It is estimated that approximately 1.25 million people in the UK are affected by an eating disorder but despite what people may believe eating disorders are not new…
There is documentary evidence of its existence dating back to the 12th Century and even before that in the time of Caeser. Among the Romans it was common for the wealthy to binge and over eat. Over-indulging during lavish banquets then relieving themselves by vomiting, they even had places especially for this, so they could return to the feast and continue eating.
It is not just teenage girls affected, although this seems to be a popular misconception. It can actually affect anyone of any gender, age, race, ethnicity, socioeconomic status or sexual orientation. The person affected does not choose to have it and it is not a deliberate form of attention seeking.

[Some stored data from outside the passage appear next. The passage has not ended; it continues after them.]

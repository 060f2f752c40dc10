//! Collection size validators

use std::marker::PhantomData;

use crate::foundation::{Validate, ValidationError};

/// Validates the element count of a sequence.
///
/// `max` is optional; without it the count is unbounded above. The lower
/// bound is checked first.
///
/// # Examples
///
/// ```
/// use formkit_validator::validators::size_range;
/// use formkit_validator::foundation::Validate;
///
/// let tags = size_range::<&str>(1, Some(3));
/// assert!(tags.validate(&["a", "b"]).is_ok());
/// assert!(tags.validate(&[]).is_err());
///
/// let at_least_two = size_range::<i32>(2, None);
/// assert!(at_least_two.validate(&[1, 2, 3, 4, 5]).is_ok());
/// ```
#[derive(Debug, Clone, Copy, PartialEq, Eq, Hash)]
pub struct SizeRange<T> {
    min: usize,
    max: Option<usize>,
    _phantom: PhantomData<fn(&T)>,
}

impl<T> SizeRange<T> {
    /// Minimum element count (inclusive).
    pub fn min(&self) -> usize {
        self.min
    }

    /// Maximum element count (inclusive), if bounded.
    pub fn max(&self) -> Option<usize> {
        self.max
    }
}

impl<T> Validate for SizeRange<T> {
    type Input = [T];

    fn validate(&self, input: &Self::Input) -> Result<(), ValidationError> {
        let size = input.len();
        if size < self.min {
            return Err(ValidationError::new(
                "min_size",
                format!("Must contain at least {} items", self.min),
            )
            .with_param("min", self.min.to_string())
            .with_param("actual", size.to_string()));
        }
        if let Some(max) = self.max.filter(|&max| size > max) {
            return Err(ValidationError::new(
                "max_size",
                format!("Must contain at most {max} items"),
            )
            .with_param("max", max.to_string())
            .with_param("actual", size.to_string()));
        }
        Ok(())
    }
}

/// Creates a validator for the element count of a sequence.
#[must_use]
pub fn size_range<T>(min: usize, max: Option<usize>) -> SizeRange<T> {
    SizeRange {
        min,
        max,
        _phantom: PhantomData,
    }
}
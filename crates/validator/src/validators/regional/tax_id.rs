//! Tax identification number (Vergi Kimlik No) validator

use crate::foundation::ValidationError;

crate::validator! {
    /// Validates a 10-digit tax identification number.
    ///
    /// Only the shape is checked; the tax office checksum is not.
    ///
    /// # Examples
    ///
    /// ```
    /// use formkit_validator::validators::TaxId;
    /// use formkit_validator::foundation::Validate;
    ///
    /// assert!(TaxId.validate("1234567890").is_ok());
    /// assert!(TaxId.validate("123456789").is_err());
    /// ```
    pub TaxId for str;
    rule(input) { input.len() == 10 && input.bytes().all(|b| b.is_ascii_digit()) }
    error(input) { ValidationError::new("tax_id", "Tax ID must be exactly 10 digits") }
    fn tax_id();
}
//! Built-in validators
//!
//! Typed validators, each implementing [`Validate`](crate::foundation::Validate)
//! over one input type.
//!
//! # Categories
//!
//! - **String**: length, regex, date pattern, password strength
//! - **Regional**: national ID, tax ID, phone, IBAN, plate
//! - **Numeric**: range, currency, percentage
//! - **Collection**: element count
//! - **Value**: allowed-value sets, equality with a provided value
//! - **File**: size and MIME type
//! - **Time**: future / past relative to now
//!
//! # Examples
//!
//! ```
//! use formkit_validator::prelude::*;
//!
//! let username = min_length(3).and(max_length(20));
//! assert!(username.validate("alice").is_ok());
//!
//! assert!(NationalId.validate("10000000146").is_ok());
//! assert!(Currency.validate(&12.5).is_ok());
//! ```

// String validators
pub mod length;
pub mod password;
pub mod pattern;

// Regional formats
pub mod regional;

// Numeric validators
pub mod currency;
pub mod percentage;
pub mod range;

// Collection validators
pub mod size;

// Value validators
pub mod equals;
pub mod one_of;

// File validators
pub mod file;

// Time validators
pub mod date;

// ============================================================================
// RE-EXPORTS
// ============================================================================

pub use length::{LengthRange, MaxLength, MinLength, length_range, max_length, min_length};
pub use password::{
    HasDigit, HasLowercase, HasSpecial, HasUppercase, MIN_PASSWORD_LENGTH, StrongPassword,
    has_digit, has_lowercase, has_special, has_uppercase, strong_password,
};
pub use pattern::{MatchesRegex, matches_regex};

pub use regional::{
    NationalId, Plate, TaxId, TrIban, TrPhone, national_id, national_id_checksum, plate,
    tax_id, tr_iban, tr_phone,
};

pub use currency::{Currency, currency, has_cent_precision};
pub use percentage::{Percentage, percentage};
pub use range::{InRange, Max, Min, in_range, max, min};

pub use size::{SizeRange, size_range};

pub use equals::{Equals, equals_value};
pub use one_of::{OneOf, one_of};

pub use file::{FileMeta, FileType, MaxFileSize, file_type, max_file_size};

pub use date::{
    Clock, DateString, Direction, FutureDate, PastDate, RelativeDate, date_string, future_date,
    past_date,
};
//! File metadata validators
//!
//! Only metadata is inspected: the byte size and the declared MIME type.
//! File contents never reach the validation core.

use serde::{Deserialize, Serialize};

use crate::foundation::ValidationError;

/// Size and declared type of an uploaded file.
///
/// Deserializes from the shape browsers report for a `File`:
/// `{"size": 1024, "type": "image/png"}`.
#[derive(Debug, Clone, PartialEq, Eq, Hash, Serialize, Deserialize)]
pub struct FileMeta {
    /// Size in bytes.
    pub size: u64,
    /// Declared MIME type, e.g. `application/pdf`.
    #[serde(rename = "type")]
    pub mime: String,
}

impl FileMeta {
    pub fn new(size: u64, mime: impl Into<String>) -> Self {
        Self {
            size,
            mime: mime.into(),
        }
    }
}

/// Converts a byte limit to whole mebibytes for messages.
fn mebibytes(bytes: u64) -> u64 {
    (bytes as f64 / 1024.0 / 1024.0).round() as u64
}

crate::validator! {
    /// Validates that a file is at most `max_bytes` large.
    ///
    /// The message reports the limit in MB, rounded to the nearest whole
    /// mebibyte.
    ///
    /// # Examples
    ///
    /// ```
    /// use formkit_validator::validators::{FileMeta, max_file_size};
    /// use formkit_validator::foundation::Validate;
    ///
    /// let validator = max_file_size(5 * 1024 * 1024);
    /// assert!(validator.validate(&FileMeta::new(1024, "image/png")).is_ok());
    /// let err = validator.validate(&FileMeta::new(6 * 1024 * 1024, "image/png")).unwrap_err();
    /// assert_eq!(err.message, "File size must not exceed 5 MB");
    /// ```
    #[derive(Copy, PartialEq, Eq, Hash)]
    pub MaxFileSize { max_bytes: u64 } for FileMeta;
    rule(self, input) { input.size <= self.max_bytes }
    error(self, input) {
        ValidationError::new(
            "file_size",
            format!("File size must not exceed {} MB", mebibytes(self.max_bytes)),
        )
        .with_param("max_bytes", self.max_bytes.to_string())
        .with_param("actual", input.size.to_string())
    }
    fn max_file_size(max_bytes: u64);
}

crate::validator! {
    /// Validates that a file's MIME type is one of `allowed`.
    ///
    /// Comparison is exact; `image/*` style wildcards are not expanded.
    #[derive(PartialEq, Eq)]
    pub FileType { allowed: Vec<String> } for FileMeta;
    rule(self, input) { self.allowed.iter().any(|mime| *mime == input.mime) }
    error(self, input) {
        ValidationError::new(
            "file_type",
            format!("File type must be one of: {}", self.allowed.join(", ")),
        )
        .with_param("actual", input.mime.clone())
    }
    fn file_type(allowed: Vec<String>);
}

#[cfg(test)]
mod tests {
    use super::*;
    use crate::foundation::Validate;

    #[test]
    fn size_limit_is_inclusive() {
        let validator = max_file_size(1024);
        assert!(validator.validate(&FileMeta::new(1024, "text/plain")).is_ok());
        assert!(validator.validate(&FileMeta::new(1025, "text/plain")).is_err());
    }

    #[test]
    fn message_rounds_mebibytes() {
        // 1.6 MiB rounds to 2
        let validator = max_file_size(1_677_722);
        let err = validator
            .validate(&FileMeta::new(2_000_000, "text/plain"))
            .unwrap_err();
        assert_eq!(err.message, "File size must not exceed 2 MB");
    }

    #[test]
    fn mime_membership() {
        let validator = file_type(vec!["image/png".into(), "image/jpeg".into()]);
        assert!(validator.validate(&FileMeta::new(1, "image/jpeg")).is_ok());
        let err = validator.validate(&FileMeta::new(1, "image/gif")).unwrap_err();
        assert_eq!(err.message, "File type must be one of: image/png, image/jpeg");
        assert_eq!(err.param("actual"), Some("image/gif"));
    }

    #[test]
    fn deserializes_browser_shape() {
        let meta: FileMeta =
            serde_json::from_str(r#"{"size": 10, "type": "application/pdf"}"#).unwrap();
        assert_eq!(meta, FileMeta::new(10, "application/pdf"));
    }
}
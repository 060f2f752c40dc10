//! Date validators
//!
//! [`DateString`] checks the textual `YYYY-MM-DD` shape. [`FutureDate`] and
//! [`PastDate`] compare a timestamp against the current time; their result
//! changes as time passes, which is the point of them.

use std::fmt;
use std::sync::LazyLock;

use chrono::{DateTime, Utc};

use crate::foundation::{Validate, ValidationError};

static DATE_STRING_REGEX: LazyLock<regex::Regex> = LazyLock::new(|| {
    regex::Regex::new(r"^[0-9]{4}-[0-9]{2}-[0-9]{2}$").expect("date regex literal is valid")
});

/// Source of "now" for relative date checks.
pub type Clock = fn() -> DateTime<Utc>;

crate::validator! {
    /// Validates the `YYYY-MM-DD` digit pattern.
    ///
    /// Calendar validity is not checked: `2024-13-45` matches.
    ///
    /// # Examples
    ///
    /// ```
    /// use formkit_validator::validators::DateString;
    /// use formkit_validator::foundation::Validate;
    ///
    /// assert!(DateString.validate("2024-05-01").is_ok());
    /// assert!(DateString.validate("01.05.2024").is_err());
    /// ```
    pub DateString for str;
    rule(input) { DATE_STRING_REGEX.is_match(input) }
    error(input) { ValidationError::invalid_format("YYYY-MM-DD", "Date must be in YYYY-MM-DD format") }
    fn date_string();
}

/// Which side of "now" a [`RelativeDate`] accepts.
#[derive(Debug, Clone, Copy, PartialEq, Eq, Hash)]
pub enum Direction {
    Future,
    Past,
}

/// Validates that a timestamp is strictly after or strictly before now.
///
/// Use the [`FutureDate`] and [`PastDate`] aliases.
///
/// # Examples
///
/// ```
/// use chrono::{Duration, Utc};
/// use formkit_validator::validators::{FutureDate, PastDate};
/// use formkit_validator::foundation::Validate;
///
/// let tomorrow = Utc::now() + Duration::days(1);
/// assert!(FutureDate::future().validate(&tomorrow).is_ok());
/// assert!(PastDate::past().validate(&tomorrow).is_err());
/// ```
#[derive(Clone, Copy)]
pub struct RelativeDate {
    direction: Direction,
    clock: Clock,
}

/// A [`RelativeDate`] accepting only future timestamps.
pub type FutureDate = RelativeDate;
/// A [`RelativeDate`] accepting only past timestamps.
pub type PastDate = RelativeDate;

impl RelativeDate {
    /// Accepts timestamps strictly after now.
    #[must_use]
    pub fn future() -> Self {
        Self {
            direction: Direction::Future,
            clock: Utc::now,
        }
    }

    /// Accepts timestamps strictly before now.
    #[must_use]
    pub fn past() -> Self {
        Self {
            direction: Direction::Past,
            clock: Utc::now,
        }
    }

    /// Reads "now" from `clock` instead of the system time.
    #[must_use = "builder methods must be chained or built"]
    pub fn with_clock(mut self, clock: Clock) -> Self {
        self.clock = clock;
        self
    }

    pub fn direction(&self) -> Direction {
        self.direction
    }
}

impl fmt::Debug for RelativeDate {
    fn fmt(&self, f: &mut fmt::Formatter<'_>) -> fmt::Result {
        f.debug_struct("RelativeDate")
            .field("direction", &self.direction)
            .finish_non_exhaustive()
    }
}

impl Validate for RelativeDate {
    type Input = DateTime<Utc>;

    fn validate(&self, input: &DateTime<Utc>) -> Result<(), ValidationError> {
        let now = (self.clock)();
        match self.direction {
            Direction::Future if *input > now => Ok(()),
            Direction::Past if *input < now => Ok(()),
            Direction::Future => Err(ValidationError::new("future_date", "Date must be in the future")
                .with_param("actual", input.to_rfc3339())),
            Direction::Past => Err(ValidationError::new("past_date", "Date must be in the past")
                .with_param("actual", input.to_rfc3339())),
        }
    }
}

#[must_use]
pub fn future_date() -> FutureDate {
    RelativeDate::future()
}

#[must_use]
pub fn past_date() -> PastDate {
    RelativeDate::past()
}

#[cfg(test)]
mod tests {
    use super::*;
    use chrono::TimeZone;

    fn fixed_now() -> DateTime<Utc> {
        Utc.with_ymd_and_hms(2025, 6, 1, 12, 0, 0).unwrap()
    }

    #[test]
    fn date_string_pattern_only() {
        assert!(date_string().validate("2024-13-45").is_ok());
        assert!(date_string().validate("2024-1-5").is_err());
        assert!(date_string().validate("2024-01-05T00:00:00Z").is_err());
    }

    #[test]
    fn date_string_only_ascii_digits() {
        assert!(date_string().validate("２０２４-０５-０１").is_err());
        assert!(date_string().validate("٢٠٢٤-٠٥-٠١").is_err());
    }

    #[test]
    fn future_is_strict() {
        let validator = future_date().with_clock(fixed_now);
        assert!(validator.validate(&(fixed_now() + chrono::Duration::seconds(1))).is_ok());
        let err = validator.validate(&fixed_now()).unwrap_err();
        assert_eq!(err.code, "future_date");
    }

    #[test]
    fn past_is_strict() {
        let validator = past_date().with_clock(fixed_now);
        assert!(validator.validate(&(fixed_now() - chrono::Duration::seconds(1))).is_ok());
        assert_eq!(validator.validate(&fixed_now()).unwrap_err().code, "past_date");
    }
}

Eating disorders manifest as a significant disturbance in an individuals thinking and their relationship to food, weight and shape. There are four main classifications: Anorexia Nervosa, Bulimia Nervosa, Binge Eating Disorder and Other Specified Feeding or Eating Disorder (OSFED).
It’s not always obvious that someone has an eating disorder – remember, they are mental illnesses and so the general rule of thumb is only those hypnotherapists who have experience in dealing with mental illness should see these people for treatment.
All eating disorders, are highly distressing to those who suffer them and can lead to potentially life threatening physical complications. Very often eating disorders are born out of a need for control.
Anorexia has the highest mortality rate amongst all psychiatric illnesses and requires very specialist medical intervention often as part of a multi discipline team including a nutritionist. A very serious psychological illness that can have long term consequences both physically and mentally and should never be underestimated. In the case of Binge eating disorder, the physical consequences may include digestive issues, high blood pressure, high cholesterol and obesity.
People get caught up in a destructive pattern that may be characterised by behaviour such as self-starvation or severe restriction, purging by self-induced vomiting or laxative use, or bingeing and consuming vast quantities of food way beyond their needs and gaining a huge amount of weight.
Medical interventions are essential in the case of eating disorders, this cannot be over stated. If the person does not seem to accept that they have a problem they should be encouraged to seek help and see their G.P as soon as possible, the earlier treatment is accessed the better the outcome. Even when dealing with someone who comes for simple weight control, we must be sure there are no underlying health or psychological factors that need investigation.